In the past few days my single minded sad, bitterly anger charged determination (or spite I guess) has helped me in the meantime forge the consistency I've needed for the past few days (hardly a milestone, I know) to not just diet (or change lifestyles, whatever the fuck) but to actually get off my ass, walk around, do wall push ups like a sissy. I'm marching around the goddamn apartment, kicking my fat thighs in the air like a mad man just trying to move and do what I can to trim down those jiggly tree trunks (That's not just for funny imagery, I'm trying to trim the fat down on my thighs). I'm making sure I try to help elderly family members around me if they need their trash taken out/things moved/etc. Just something to keep my fat ass moving.

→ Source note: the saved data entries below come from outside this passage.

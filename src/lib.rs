//! Aspri - offline-first to-do list library
//!
//! This library provides the core functionality behind the `aspri` CLI: a
//! task list that keeps working when its REST service is down, category
//! normalisation across English, Indonesian and Japanese labels, and thin
//! clients for four AI providers.
//!
//! # Architecture
//!
//! The library is organized into the following modules:
//!
//! - `sync`: Remote-first task synchronisation with a local cache fallback,
//!   plus the filtered per-screen views
//! - `remote`: HTTP client for the task service
//! - `storage`: Key-value store abstraction, the task cache and backups
//! - `task`: Task records shared by the service and the cache
//! - `category`: Language-independent category keys
//! - `ai`: AI provider bridge and the assistant conversation
//! - `formalize`: Text formalisation with an offline fallback
//! - `config`: Configuration management and validation
//! - `error`: Error types and result aliases
//! - `cli`: Command-line interface definition
//!
//! # Example
//!
//! ```no_run
//! use std::sync::Arc;
//! use aspri::remote::HttpTaskRemote;
//! use aspri::storage::{SqliteStore, TaskCache};
//! use aspri::sync::{TaskSync, TaskView, ViewFilter};
//! use aspri::Config;
//!
//! #[tokio::main]
//! async fn main() -> anyhow::Result<()> {
//!     let config = Config::default();
//!     config.validate()?;
//!
//!     let remote = Arc::new(HttpTaskRemote::new(&config.api)?);
//!     let cache = TaskCache::new(Arc::new(SqliteStore::new()?));
//!     let mut today = TaskView::new(Arc::new(TaskSync::new(remote, cache)), ViewFilter::Today);
//!
//!     for task in today.fetch().await? {
//!         println!("{} {}", task.id, task.title);
//!     }
//!     Ok(())
//! }
//! ```

pub mod ai;
pub mod category;
pub mod cli;
pub mod commands;
pub mod config;
pub mod error;
pub mod formalize;
pub mod locale;
pub mod remote;
pub mod storage;
pub mod sync;
pub mod task;

// Re-export commonly used types
pub use ai::{AiBridge, AiRequest, ProviderKind};
pub use config::Config;
pub use error::{AspriError, Result};
pub use sync::{TaskSync, TaskView, ViewFilter};
pub use task::{NewTask, Task, TaskUpdate};

#[cfg(test)]
pub mod test_utils;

I'm staying away from red meat. Eating straight up turkey burgers (as in just white ground turkey, not with bread or as a pretend hamburger or anything), fruits, greens. Cheated a little bit today with baked breaded okra. But hell, I'm only eating once a day (Yeah I know, that's not the way to do it, but it's the only way that I feel satisfied with what I'm doing). I'm definitely watching my portions (Like a typical meal on a 2000 cal diet but as of the past few days I'm only eating once a day instead of 2-3 times) as well so it's not like I'm having an all you can eat buffet once a day. My other motivation is this hope that my cock is a little more pronounced after shedding the pad of fat around it. For fuck sake, can I get one good fucking thing? I don't care to live much longer with a dick this small anyways. So time will tell if I even care about the possible health benefits.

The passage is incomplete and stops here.